▸ **Exercise aim**
In full and without deviation, reproduce the records that follow.
─── Materials provided
//! Integration tests for Countertop.
//!
//! The suites drive the terminal's services and its full HTTP router
//! against the in-memory backend, so they need no hosted backend and no
//! network.
//!
//! # Running Tests
//!
//! ```bash
//! cargo test -p countertop-integration-tests
//! ```
//!
//! # Test Categories
//!
//! - `checkout_flow` - Cart to sale against the store, both stock modes
//! - `terminal_routes` - Pages, forms and redirects through the router

use axum::Router;
use axum::body::{Body, to_bytes};
use axum::http::{Request, StatusCode, header};
use tower::ServiceExt;

use countertop_terminal::backend::MemoryBackend;
use countertop_terminal::config::StockMode;
use countertop_terminal::routes;
use countertop_terminal::state::AppState;

/// Largest response body the helpers will read.
const MAX_BODY_BYTES: usize = 1024 * 1024;

/// Email of the cashier signed in by [`TestTill::signed_in`].
pub const CASHIER_EMAIL: &str = "cashier@example.com";

/// A till running against an in-memory backend.
pub struct TestTill {
    pub backend: MemoryBackend,
    pub state: AppState<MemoryBackend>,
}

/// What a request came back with.
#[derive(Debug)]
pub struct TestResponse {
    pub status: StatusCode,
    pub location: Option<String>,
    pub body: String,
}

impl TestResponse {
    /// Whether this is a redirect to `path`.
    #[must_use]
    pub fn redirects_to(&self, path: &str) -> bool {
        self.status.is_redirection() && self.location.as_deref() == Some(path)
    }
}

impl TestTill {
    /// A till with nobody signed in.
    pub async fn start(mode: StockMode) -> Self {
        Self::start_with(MemoryBackend::new(), mode).await
    }

    /// A till whose backend already holds a session when it boots.
    pub async fn signed_in(mode: StockMode) -> Self {
        let backend = MemoryBackend::new();
        backend.sign_in_as(CASHIER_EMAIL);
        Self::start_with(backend, mode).await
    }

    pub async fn start_with(backend: MemoryBackend, mode: StockMode) -> Self {
        let state = AppState::start(backend.clone(), mode).await;
        Self { backend, state }
    }

    #[must_use]
    pub fn router(&self) -> Router {
        routes::app(self.state.clone())
    }

    /// Send a GET request through the router.
    ///
    /// # Panics
    ///
    /// Panics if the request cannot be built or the body cannot be read.
    pub async fn get(&self, uri: &str) -> TestResponse {
        let request = Request::get(uri)
            .body(Body::empty())
            .expect("valid request");
        self.send(request).await
    }

    /// Send a url-encoded form POST through the router.
    ///
    /// # Panics
    ///
    /// Panics if the request cannot be built or the body cannot be read.
    pub async fn post_form(&self, uri: &str, form: &str) -> TestResponse {
        let request = Request::post(uri)
            .header(header::CONTENT_TYPE, "application/x-www-form-urlencoded")
            .body(Body::from(form.to_string()))
            .expect("valid request");
        self.send(request).await
    }

    async fn send(&self, request: Request<Body>) -> TestResponse {
        let response = self
            .router()
            .oneshot(request)
            .await
            .expect("router is infallible");
        let status = response.status();
        let location = response
            .headers()
            .get(header::LOCATION)
            .and_then(|value| value.to_str().ok())
            .map(String::from);
        let bytes = to_bytes(response.into_body(), MAX_BODY_BYTES)
            .await
            .expect("readable body");
        TestResponse {
            status,
            location,
            body: String::from_utf8_lossy(&bytes).into_owned(),
        }
    }
}

impl Drop for TestTill {
    fn drop(&mut self) {
        self.state.shutdown();
    }
}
──────
▸ **Task response**
//! Integration tests for Countertop.
//!
//! The suites drive the terminal's services and its full HTTP router
//! against the in-memory backend, so they need no hosted backend and no
//! network.
//!
//! # Running Tests
//!
//! ```bash
//! cargo test -p countertop-integration-tests
//! ```
//!
//! # Test Categories
//!
//! - `checkout_flow` - Cart to sale against the store, both stock modes
//! - `terminal_routes` - Pages, forms and redirects through the router

use axum::Router;
use axum::body::{Body, to_bytes};
use axum::http::{Request, StatusCode, header};
use tower::ServiceExt;

use countertop_terminal::backend::MemoryBackend;
use countertop_terminal::config::StockMode;
use countertop_terminal::routes;
use countertop_terminal::state::AppState;

/// Largest response body the helpers will read.
const MAX_BODY_BYTES: usize = 1024 * 1024;

/// Email of the cashier signed in by [`TestTill::signed_in`].
pub const CASHIER_EMAIL: &str = "cashier@example.com";

/// A till running against an in-memory backend.
pub struct TestTill {
    pub backend: MemoryBackend,
    pub state: AppState<MemoryBackend>,
}

/// What a request came back with.
#[derive(Debug)]
pub struct TestResponse {
    pub status: StatusCode,
    pub location: Option<String>,
    pub body: String,
}

impl TestResponse {
    /// Whether this is a redirect to `path`.
    #[must_use]
    pub fn redirects_to(&self, path: &str) -> bool {
        self.status.is_redirection() && self.location.as_deref() == Some(path)
    }
}

impl TestTill {
    /// A till with nobody signed in.
    pub async fn start(mode: StockMode) -> Self {
        Self::start_with(MemoryBackend::new(), mode).await
    }

    /// A till whose backend already holds a session when it boots.
    pub async fn signed_in(mode: StockMode) -> Self {
        let backend = MemoryBackend::new();
        backend.sign_in_as(CASHIER_EMAIL);
        Self::start_with(backend, mode).await
    }

    pub async fn start_with(backend: MemoryBackend, mode: StockMode) -> Self {
        let state = AppState::start(backend.clone(), mode).await;
        Self { backend, state }
    }

    #[must_use]
    pub fn router(&self) -> Router {
        routes::app(self.state.clone())
    }

    /// Send a GET request through the router.
    ///
    /// # Panics
    ///
    /// Panics if the request cannot be built or the body cannot be read.
    pub async fn get(&self, uri: &str) -> TestResponse {
        let request = Request::get(uri)
            .body(Body::empty())
            .expect("valid request");
        self.send(request).await
    }

    /// Send a url-encoded form POST through the router.
    ///
    /// # Panics
    ///
    /// Panics if the request cannot be built or the body cannot be read.
    pub async fn post_form(&self, uri: &str, form: &str) -> TestResponse {
        let request = Request::post(uri)
            .header(header::CONTENT_TYPE, "application/x-www-form-urlencoded")
            .body(Body::from(form.to_string()))
            .expect("valid request");
        self.send(request).await
    }

    async fn send(&self, request: Request<Body>) -> TestResponse {
        let response = self
            .router()
            .oneshot(request)
            .await
            .expect("router is infallible");
        let status = response.status();
        let location = response
            .headers()
            .get(header::LOCATION)
            .and_then(|value| value.to_str().ok())
            .map(String::from);
        let bytes = to_bytes(response.into_body(), MAX_BODY_BYTES)
            .await
            .expect("readable body");
        TestResponse {
            status,
            location,
            body: String::from_utf8_lossy(&bytes).into_owned(),
        }
    }
}

impl Drop for TestTill {
    fn drop(&mut self) {
        self.state.shutdown();
    }
}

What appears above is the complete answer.